Sure, there are no "perfect" voting systems, but paper ballots are much, much, much, much, much better than untraceable, unauditable, uncountable CRAP.
frazzled
(18,402 posts)Your candidate won by a healthy margin in a race that was said to be very close. Congratulations!
evertonfc
(1,713 posts)Thanks for voting. Do you think Edwards can squeak this one out? A loss in LA combined with VA and KY would be devastating to Trump
W_HAMILTON
(7,835 posts)...we got these new machines this election where you vote on screen and then it prints out a long piece of white paper that shows who you voted for, which you take over to another machine and insert it and it apparently scans it in and records your vote. Does anyone know if this way of electronic voting is any more secure and reliable than the old "touchscreen only" method? The fact that there is a paper trail seems better, but it's just another step in the electronic process and I don't know if they even retain those paper records or what.
Hermit-The-Prog
(33,250 posts)It doesn't matter how many times the electronic device matches the count done by people, if it's a programmable device it cannot be verified.
Ms. Toad
(33,992 posts)The paper ballot is fed into the machine. Therefore the paper record (which you saw, held in your hands, and had the opportunity to verify correctely reflected your voties) exists, and any vote tally reported by the electronic counting machine can be verified against the physical ballots that it counted.
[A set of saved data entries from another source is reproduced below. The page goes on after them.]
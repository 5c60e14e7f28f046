//! Session-scoped opaque reference registry for RPC boundaries.
//!
//! A language server holds compiler artifacts (expression trees, elaboration
//! contexts, scope tables, diagnostic message trees) that are too large or
//! too cyclic to serialize every time an editor points at one. This crate
//! lets such a value stay in server memory while the client carries a small
//! serializable token standing in for it:
//!
//! * [`RefStore`]: the per-session table mapping opaque handles to owned,
//!   type-tagged values.
//! * [`RpcPayload`] and [`RpcRef`]: the generic encode/decode pair giving any
//!   domain type pass-by-reference semantics without per-type marshalling
//!   code. Onboarding a new type is one `impl RpcPayload` block.
//! * [`RpcSession`] and [`SessionManager`]: store lifecycle, connection
//!   identity, and the generation guard that invalidates every outstanding
//!   token at once when the enclosing processing context is superseded.
//!
//! Tokens never carry payloads. A token is valid strictly between the
//! `encode` call that minted it and the next [`RefStore::reset`] of the same
//! store; after that, decoding fails instead of resolving to a wrong value.

#![warn(missing_docs)]

mod reference;
mod session;
mod store;
mod token;

pub use reference::{RpcPayload, RpcRef};
pub use session::{RpcSession, SessionId, SessionManager};
pub use store::RefStore;
pub use token::RefToken;

/// A convenient type alias for `Result` with `E` = [`enum@Error`].
pub type Result<T, E = Error> = std::result::Result<T, E>;

/// Possible failures when resolving a reference.
///
/// None of these are retried or recovered locally; they propagate to the
/// request handler, which turns them into a client-visible protocol error.
/// No variant is fatal to the server process.
#[derive(Debug, Clone, PartialEq, Eq, thiserror::Error)]
#[non_exhaustive]
pub enum Error {
	/// The handle does not exist in the current store. Either the token was
	/// minted before the store was reset, or it was fabricated or corrupted.
	#[error("unknown reference handle {handle}")]
	UnknownHandle {
		/// The handle the client presented.
		handle: u64,
	},
	/// The handle exists but was registered under a different type tag.
	#[error("reference {handle} holds a `{found}`, expected `{expected}`")]
	TypeMismatch {
		/// The handle the client presented.
		handle: u64,
		/// The tag the caller asked to decode as.
		expected: String,
		/// The tag the entry was stored under.
		found: String,
	},
	/// The request was built against a superseded store generation.
	///
	/// The client should re-fetch fresh references rather than retry the
	/// same tokens.
	#[error("stale generation {requested}, store is at generation {current}")]
	StaleGeneration {
		/// The generation stamped on the request envelope.
		requested: u64,
		/// The store's current generation.
		current: u64,
	},
	/// The session id is not, or no longer, connected.
	#[error("unknown RPC session {session}")]
	UnknownSession {
		/// The session id the client presented.
		session: SessionId,
	},
}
You don't need to see the electrons in order to be able to verify that the count is accurate.
Hermit-The-Prog
(33,250 posts)Ms. Toad
(33,992 posts)So focusing your efforts on requriing verification would be much better received than making verifiably false statements that the equipment that the jurisdicitons already own must be trashed because verification is not possible with that equipment. Verificaiton obviously IS possible.
Goodheart
(5,308 posts)skip fox
(19,356 posts)but I seem to have more faith in the process/system. We'll see.
Blue_true
(31,261 posts)to vote before the polls close. As far as republican leaners, tell them there is a Trump rally going on in Mississippi and Trump said that they can vote there.
Blue_true
(31,261 posts)Please push all Dem leaning family and friends to vote today before the polls close.